[Records from a data source]

*** Begin section ***

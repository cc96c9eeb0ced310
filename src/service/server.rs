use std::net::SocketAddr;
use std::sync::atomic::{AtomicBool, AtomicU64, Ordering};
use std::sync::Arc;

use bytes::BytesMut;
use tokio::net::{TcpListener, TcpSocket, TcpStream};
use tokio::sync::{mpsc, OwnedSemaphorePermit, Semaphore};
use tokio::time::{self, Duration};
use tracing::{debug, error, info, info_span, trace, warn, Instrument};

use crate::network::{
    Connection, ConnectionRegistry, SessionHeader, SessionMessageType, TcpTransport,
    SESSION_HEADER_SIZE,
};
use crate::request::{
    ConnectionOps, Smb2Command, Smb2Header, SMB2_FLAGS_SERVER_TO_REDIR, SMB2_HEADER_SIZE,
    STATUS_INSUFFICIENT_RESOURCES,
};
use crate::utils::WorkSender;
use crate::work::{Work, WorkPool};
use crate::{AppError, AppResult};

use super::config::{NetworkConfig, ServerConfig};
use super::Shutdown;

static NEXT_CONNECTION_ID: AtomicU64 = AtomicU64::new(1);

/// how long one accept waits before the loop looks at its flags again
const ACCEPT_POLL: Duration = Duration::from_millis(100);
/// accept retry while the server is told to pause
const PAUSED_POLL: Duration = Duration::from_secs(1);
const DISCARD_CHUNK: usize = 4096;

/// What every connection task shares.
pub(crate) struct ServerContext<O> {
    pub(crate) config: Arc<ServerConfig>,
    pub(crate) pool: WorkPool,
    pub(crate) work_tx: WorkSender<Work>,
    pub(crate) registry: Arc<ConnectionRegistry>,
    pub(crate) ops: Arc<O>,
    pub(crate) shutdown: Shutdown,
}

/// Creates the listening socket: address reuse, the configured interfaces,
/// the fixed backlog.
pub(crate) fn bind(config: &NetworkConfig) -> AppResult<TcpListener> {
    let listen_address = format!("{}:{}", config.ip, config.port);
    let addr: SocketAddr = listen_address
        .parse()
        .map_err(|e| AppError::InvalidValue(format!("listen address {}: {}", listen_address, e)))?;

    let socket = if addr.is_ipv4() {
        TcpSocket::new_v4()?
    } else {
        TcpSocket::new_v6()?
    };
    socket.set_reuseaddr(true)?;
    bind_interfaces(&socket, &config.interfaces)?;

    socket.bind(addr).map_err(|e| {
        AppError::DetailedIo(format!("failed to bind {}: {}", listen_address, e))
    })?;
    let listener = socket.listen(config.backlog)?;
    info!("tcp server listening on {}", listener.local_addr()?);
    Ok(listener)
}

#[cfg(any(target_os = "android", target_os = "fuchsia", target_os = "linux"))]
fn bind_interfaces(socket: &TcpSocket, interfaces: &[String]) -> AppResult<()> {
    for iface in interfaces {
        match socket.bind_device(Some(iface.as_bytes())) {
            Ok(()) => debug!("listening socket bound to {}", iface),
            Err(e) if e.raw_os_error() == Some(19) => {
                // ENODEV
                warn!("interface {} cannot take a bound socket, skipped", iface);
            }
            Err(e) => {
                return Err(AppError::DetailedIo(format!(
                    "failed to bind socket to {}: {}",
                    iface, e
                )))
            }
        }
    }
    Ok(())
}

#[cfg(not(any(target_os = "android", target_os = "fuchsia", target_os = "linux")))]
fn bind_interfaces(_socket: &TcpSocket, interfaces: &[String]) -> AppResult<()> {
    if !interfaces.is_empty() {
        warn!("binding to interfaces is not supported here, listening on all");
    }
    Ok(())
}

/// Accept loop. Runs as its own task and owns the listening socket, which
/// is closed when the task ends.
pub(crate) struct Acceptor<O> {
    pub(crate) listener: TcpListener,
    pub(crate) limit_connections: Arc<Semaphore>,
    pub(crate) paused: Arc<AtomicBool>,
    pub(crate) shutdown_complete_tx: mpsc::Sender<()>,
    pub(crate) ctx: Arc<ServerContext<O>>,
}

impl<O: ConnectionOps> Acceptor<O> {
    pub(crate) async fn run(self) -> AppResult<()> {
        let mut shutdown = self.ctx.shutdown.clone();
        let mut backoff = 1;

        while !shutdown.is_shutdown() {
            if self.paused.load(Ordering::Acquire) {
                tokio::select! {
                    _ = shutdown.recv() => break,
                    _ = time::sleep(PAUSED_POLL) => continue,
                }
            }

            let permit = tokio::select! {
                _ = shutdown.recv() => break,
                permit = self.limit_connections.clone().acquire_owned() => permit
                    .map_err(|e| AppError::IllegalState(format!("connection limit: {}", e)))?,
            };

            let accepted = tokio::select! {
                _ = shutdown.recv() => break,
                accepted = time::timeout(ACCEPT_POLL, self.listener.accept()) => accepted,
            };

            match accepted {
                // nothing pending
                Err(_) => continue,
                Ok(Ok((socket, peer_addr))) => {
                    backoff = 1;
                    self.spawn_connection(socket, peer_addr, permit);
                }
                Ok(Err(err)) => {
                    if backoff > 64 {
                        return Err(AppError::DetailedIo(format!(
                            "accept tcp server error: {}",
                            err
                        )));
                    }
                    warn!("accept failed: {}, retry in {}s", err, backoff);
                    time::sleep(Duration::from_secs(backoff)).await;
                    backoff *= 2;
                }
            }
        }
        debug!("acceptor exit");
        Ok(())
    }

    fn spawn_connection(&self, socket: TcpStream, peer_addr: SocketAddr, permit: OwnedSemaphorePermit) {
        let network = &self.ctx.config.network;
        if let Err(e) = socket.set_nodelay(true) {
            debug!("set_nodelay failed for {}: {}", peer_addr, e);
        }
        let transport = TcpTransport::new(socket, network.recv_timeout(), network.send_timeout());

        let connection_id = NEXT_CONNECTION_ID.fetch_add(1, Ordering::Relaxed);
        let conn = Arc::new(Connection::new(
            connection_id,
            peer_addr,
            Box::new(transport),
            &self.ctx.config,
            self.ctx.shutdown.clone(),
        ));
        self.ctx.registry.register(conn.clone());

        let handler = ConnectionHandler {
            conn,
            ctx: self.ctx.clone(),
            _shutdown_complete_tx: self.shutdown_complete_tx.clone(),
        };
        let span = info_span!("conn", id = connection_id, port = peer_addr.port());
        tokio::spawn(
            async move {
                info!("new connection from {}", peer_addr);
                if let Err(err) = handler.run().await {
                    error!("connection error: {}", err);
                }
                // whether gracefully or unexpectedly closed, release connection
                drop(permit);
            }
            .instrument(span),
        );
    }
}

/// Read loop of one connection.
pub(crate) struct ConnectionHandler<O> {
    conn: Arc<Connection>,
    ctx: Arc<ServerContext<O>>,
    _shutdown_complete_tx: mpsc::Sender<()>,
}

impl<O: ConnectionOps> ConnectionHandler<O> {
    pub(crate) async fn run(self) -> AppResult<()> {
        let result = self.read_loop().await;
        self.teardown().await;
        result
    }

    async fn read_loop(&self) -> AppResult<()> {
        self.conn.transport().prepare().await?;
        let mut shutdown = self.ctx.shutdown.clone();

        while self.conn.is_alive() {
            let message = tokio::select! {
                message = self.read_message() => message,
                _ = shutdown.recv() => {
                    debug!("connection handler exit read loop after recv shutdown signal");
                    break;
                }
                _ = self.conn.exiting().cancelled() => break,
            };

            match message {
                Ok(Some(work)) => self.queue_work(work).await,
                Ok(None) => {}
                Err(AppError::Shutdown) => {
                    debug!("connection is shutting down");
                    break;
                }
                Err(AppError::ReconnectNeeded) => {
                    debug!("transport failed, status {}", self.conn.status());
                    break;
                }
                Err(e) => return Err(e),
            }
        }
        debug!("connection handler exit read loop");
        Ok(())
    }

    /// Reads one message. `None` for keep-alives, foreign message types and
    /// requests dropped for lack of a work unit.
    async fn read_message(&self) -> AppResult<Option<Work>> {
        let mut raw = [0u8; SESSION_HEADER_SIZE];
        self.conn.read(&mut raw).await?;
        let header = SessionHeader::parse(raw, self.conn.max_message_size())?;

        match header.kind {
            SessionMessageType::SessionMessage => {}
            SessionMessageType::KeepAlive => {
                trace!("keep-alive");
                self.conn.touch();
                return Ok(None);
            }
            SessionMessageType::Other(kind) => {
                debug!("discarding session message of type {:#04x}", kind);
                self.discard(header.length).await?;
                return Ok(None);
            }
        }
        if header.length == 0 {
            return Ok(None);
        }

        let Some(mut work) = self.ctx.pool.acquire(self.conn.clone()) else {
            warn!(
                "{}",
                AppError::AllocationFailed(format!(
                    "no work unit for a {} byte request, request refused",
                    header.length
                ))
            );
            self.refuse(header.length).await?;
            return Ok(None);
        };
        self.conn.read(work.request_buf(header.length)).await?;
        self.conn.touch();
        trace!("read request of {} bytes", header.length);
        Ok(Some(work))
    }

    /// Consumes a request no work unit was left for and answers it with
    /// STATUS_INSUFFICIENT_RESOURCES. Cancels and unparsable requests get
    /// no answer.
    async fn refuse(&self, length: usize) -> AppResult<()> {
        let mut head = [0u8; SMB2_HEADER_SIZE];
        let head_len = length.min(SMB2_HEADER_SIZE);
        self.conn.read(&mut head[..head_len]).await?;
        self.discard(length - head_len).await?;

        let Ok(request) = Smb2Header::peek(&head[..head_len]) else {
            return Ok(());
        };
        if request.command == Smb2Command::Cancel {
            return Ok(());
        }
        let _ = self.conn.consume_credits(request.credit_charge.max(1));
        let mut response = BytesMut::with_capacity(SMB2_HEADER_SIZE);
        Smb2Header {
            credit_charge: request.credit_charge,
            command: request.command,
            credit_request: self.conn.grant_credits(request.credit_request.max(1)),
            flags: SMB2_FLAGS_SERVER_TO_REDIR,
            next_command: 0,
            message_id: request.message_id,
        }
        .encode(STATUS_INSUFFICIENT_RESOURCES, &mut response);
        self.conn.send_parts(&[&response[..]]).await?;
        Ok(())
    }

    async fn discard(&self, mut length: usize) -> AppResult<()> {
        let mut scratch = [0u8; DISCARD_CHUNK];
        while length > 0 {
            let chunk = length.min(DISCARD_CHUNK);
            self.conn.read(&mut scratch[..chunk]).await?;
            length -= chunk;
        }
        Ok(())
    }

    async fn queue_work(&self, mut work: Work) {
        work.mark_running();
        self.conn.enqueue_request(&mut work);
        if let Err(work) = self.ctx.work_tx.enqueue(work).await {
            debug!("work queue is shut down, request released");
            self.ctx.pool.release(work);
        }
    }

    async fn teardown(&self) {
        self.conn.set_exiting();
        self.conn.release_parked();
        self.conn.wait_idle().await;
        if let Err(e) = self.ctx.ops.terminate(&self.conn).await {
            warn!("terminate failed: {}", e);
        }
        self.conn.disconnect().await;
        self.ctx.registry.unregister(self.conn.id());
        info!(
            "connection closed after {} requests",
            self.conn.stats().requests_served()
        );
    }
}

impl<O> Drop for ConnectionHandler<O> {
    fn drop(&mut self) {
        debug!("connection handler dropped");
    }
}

*** End section ***

• **Exercise description**
Return every line of the entries above that the string "android" appears in.

• **Response area**
#[cfg(any(target_os = "android", target_os = "fuchsia", target_os = "linux"))]
#[cfg(not(any(target_os = "android", target_os = "fuchsia", target_os = "linux")))]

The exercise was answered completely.